Please reproduce every entry, keeping each one exact.

(Records drawn from a dataset)
===

//! ksctl configuration loaded from `$HOME/.sandbox.yaml`.
//!
//! The file names the acting operator and maps cluster names to access
//! definitions:
//!
//! ```yaml
//! name: john.admin
//! clusterAccessDefinitions:
//!   host:
//!     serverAPI: https://api.host.example.com:6443
//!     serverName: host.example.com
//!     clusterType: host
//!     token: cool-token
//!   member-1:
//!     serverAPI: https://api.m1.example.com:6443
//!     serverName: m1.example.com
//!     clusterType: member
//!     token: other-token
//! ```
//!
//! Parsing is strict: unknown fields and unknown cluster kinds fail the
//! whole load. The file is re-read on every invocation, so external edits
//! take effect on the next run.

use std::collections::BTreeMap;
use std::fmt;
use std::path::{Path, PathBuf};

use serde::{Deserialize, Serialize};

use crate::{Error, Result};

/// File name looked up under `$HOME` when `--config` is not given.
pub const DEFAULT_CONFIG_FILE: &str = ".sandbox.yaml";

/// Kind of a configured cluster.
#[derive(Clone, Copy, Debug, Deserialize, Serialize, PartialEq, Eq)]
#[serde(rename_all = "lowercase")]
pub enum ClusterType {
    /// Control-plane cluster holding the tenant records
    Host,
    /// Workload cluster where tenant namespaces live
    Member,
}

impl ClusterType {
    /// Namespace the cluster's operator runs in when the definition does
    /// not name one.
    pub fn default_operator_namespace(self) -> &'static str {
        match self {
            ClusterType::Host => "toolchain-host-operator",
            ClusterType::Member => "toolchain-member-operator",
        }
    }
}

impl fmt::Display for ClusterType {
    fn fmt(&self, f: &mut fmt::Formatter<'_>) -> fmt::Result {
        match self {
            ClusterType::Host => write!(f, "host"),
            ClusterType::Member => write!(f, "member"),
        }
    }
}

/// Connection facts for one named cluster.
#[derive(Clone, Debug, Deserialize, Serialize)]
#[serde(rename_all = "camelCase", deny_unknown_fields)]
pub struct ClusterAccessDefinition {
    /// URL of the cluster's API server
    #[serde(rename = "serverAPI")]
    pub server_api: String,

    /// Display/verification name of the cluster
    pub server_name: String,

    /// Bearer token. Absent means the operator is known but not entitled
    /// to act on this cluster; every mutating command must refuse.
    #[serde(default, skip_serializing_if = "Option::is_none")]
    pub token: Option<String>,

    pub cluster_type: ClusterType,

    /// Namespace the toolchain operator runs in
    #[serde(default, skip_serializing_if = "Option::is_none")]
    pub operator_namespace: Option<String>,

    /// Namespace sandbox resources are looked up in
    #[serde(default, skip_serializing_if = "Option::is_none")]
    pub sandbox_namespace: Option<String>,
}

/// The root configuration document.
#[derive(Clone, Debug, Deserialize, Serialize)]
#[serde(rename_all = "camelCase", deny_unknown_fields)]
pub struct KsctlConfig {
    /// Acting operator's name, recorded in audit labels
    pub name: String,

    #[serde(default)]
    pub cluster_access_definitions: BTreeMap<String, ClusterAccessDefinition>,
}

impl KsctlConfig {
    /// Names of every configured cluster, sorted.
    pub fn cluster_names(&self) -> Vec<String> {
        self.cluster_access_definitions.keys().cloned().collect()
    }
}

/// Path used when `--config` is not given: `$HOME/.sandbox.yaml`.
pub fn default_path() -> Result<PathBuf> {
    let home = dirs::home_dir()
        .ok_or_else(|| Error::validation("could not determine home directory"))?;
    Ok(home.join(DEFAULT_CONFIG_FILE))
}

/// Load the configuration from `explicit` or the default path.
///
/// Partial configs are never accepted: any parse failure fails the load.
pub fn load(explicit: Option<&Path>) -> Result<KsctlConfig> {
    let path = match explicit {
        Some(path) => path.to_path_buf(),
        None => default_path()?,
    };

    if !path.exists() {
        return Err(Error::ConfigNotFound { path });
    }

    let raw = std::fs::read_to_string(&path)?;
    serde_yaml::from_str(&raw).map_err(|e| Error::ConfigParse { path, source: e })
}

===

Problem solution:
//! ksctl configuration loaded from `$HOME/.sandbox.yaml`.
//!
//! The file names the acting operator and maps cluster names to access
//! definitions:
//!
//! ```yaml
//! name: john.admin
//! clusterAccessDefinitions:
//!   host:
//!     serverAPI: https://api.host.example.com:6443
//!     serverName: host.example.com
//!     clusterType: host
//!     token: cool-token
//!   member-1:
//!     serverAPI: https://api.m1.example.com:6443
//!     serverName: m1.example.com
//!     clusterType: member
//!     token: other-token
//! ```
//!
//! Parsing is strict: unknown fields and unknown cluster kinds fail the
//! whole load. The file is re-read on every invocation, so external edits
//! take effect on the next run.

use std::collections::BTreeMap;
use std::fmt;
use std::path::{Path, PathBuf};

use serde::{Deserialize, Serialize};

use crate::{Error, Result};

/// File name looked up under `$HOME` when `--config` is not given.
pub const DEFAULT_CONFIG_FILE: &str = ".sandbox.yaml";

/// Kind of a configured cluster.
#[derive(Clone, Copy, Debug, Deserialize, Serialize, PartialEq, Eq)]
#[serde(rename_all = "lowercase")]
pub enum ClusterType {
    /// Control-plane cluster holding the tenant records
    Host,
    /// Workload cluster where tenant namespaces live
    Member,
}

impl ClusterType {
    /// Namespace the cluster's operator runs in when the definition does
    /// not name one.
    pub fn default_operator_namespace(self) -> &'static str {
        match self {
            ClusterType::Host => "toolchain-host-operator",
            ClusterType::Member => "toolchain-member-operator",
        }
    }
}

impl fmt::Display for ClusterType {
    fn fmt(&self, f: &mut fmt::Formatter<'_>) -> fmt::Result {
        match self {
            ClusterType::Host => write!(f, "host"),
            ClusterType::Member => write!(f, "member"),
        }
    }
}

/// Connection facts for one named cluster.
#[derive(Clone, Debug, Deserialize, Serialize)]
#[serde(rename_all = "camelCase", deny_unknown_fields)]
pub struct ClusterAccessDefinition {
    /// URL of the cluster's API server
    #[serde(rename = "serverAPI")]
    pub server_api: String,

    /// Display/verification name of the cluster
    pub server_name: String,

    /// Bearer token. Absent means the operator is known but not entitled
    /// to act on this cluster; every mutating command must refuse.
    #[serde(default, skip_serializing_if = "Option::is_none")]
    pub token: Option<String>,

    pub cluster_type: ClusterType,

    /// Namespace the toolchain operator runs in
    #[serde(default, skip_serializing_if = "Option::is_none")]
    pub operator_namespace: Option<String>,

    /// Namespace sandbox resources are looked up in
    #[serde(default, skip_serializing_if = "Option::is_none")]
    pub sandbox_namespace: Option<String>,
}

/// The root configuration document.
#[derive(Clone, Debug, Deserialize, Serialize)]
#[serde(rename_all = "camelCase", deny_unknown_fields)]
pub struct KsctlConfig {
    /// Acting operator's name, recorded in audit labels
    pub name: String,

    #[serde(default)]
    pub cluster_access_definitions: BTreeMap<String, ClusterAccessDefinition>,
}

impl KsctlConfig {
    /// Names of every configured cluster, sorted.
    pub fn cluster_names(&self) -> Vec<String> {
        self.cluster_access_definitions.keys().cloned().collect()
    }
}

/// Path used when `--config` is not given: `$HOME/.sandbox.yaml`.
pub fn default_path() -> Result<PathBuf> {
    let home = dirs::home_dir()
        .ok_or_else(|| Error::validation("could not determine home directory"))?;
    Ok(home.join(DEFAULT_CONFIG_FILE))
}

/// Load the configuration from `explicit` or the default path.
///
/// Partial configs are never accepted: any parse failure fails the load.
pub fn load(explicit: Option<&Path>) -> Result<KsctlConfig> {
    let path = match explicit {
        Some(path) => path.to_path_buf(),
        None => default_path()?,
    };

    if !path.exists() {
        return Err(Error::ConfigNotFound { path });
    }

    let raw = std::fs::read_to_string(&path)?;
    serde_yaml::from_str(&raw).map_err(|e| Error::ConfigParse { path, source: e })
}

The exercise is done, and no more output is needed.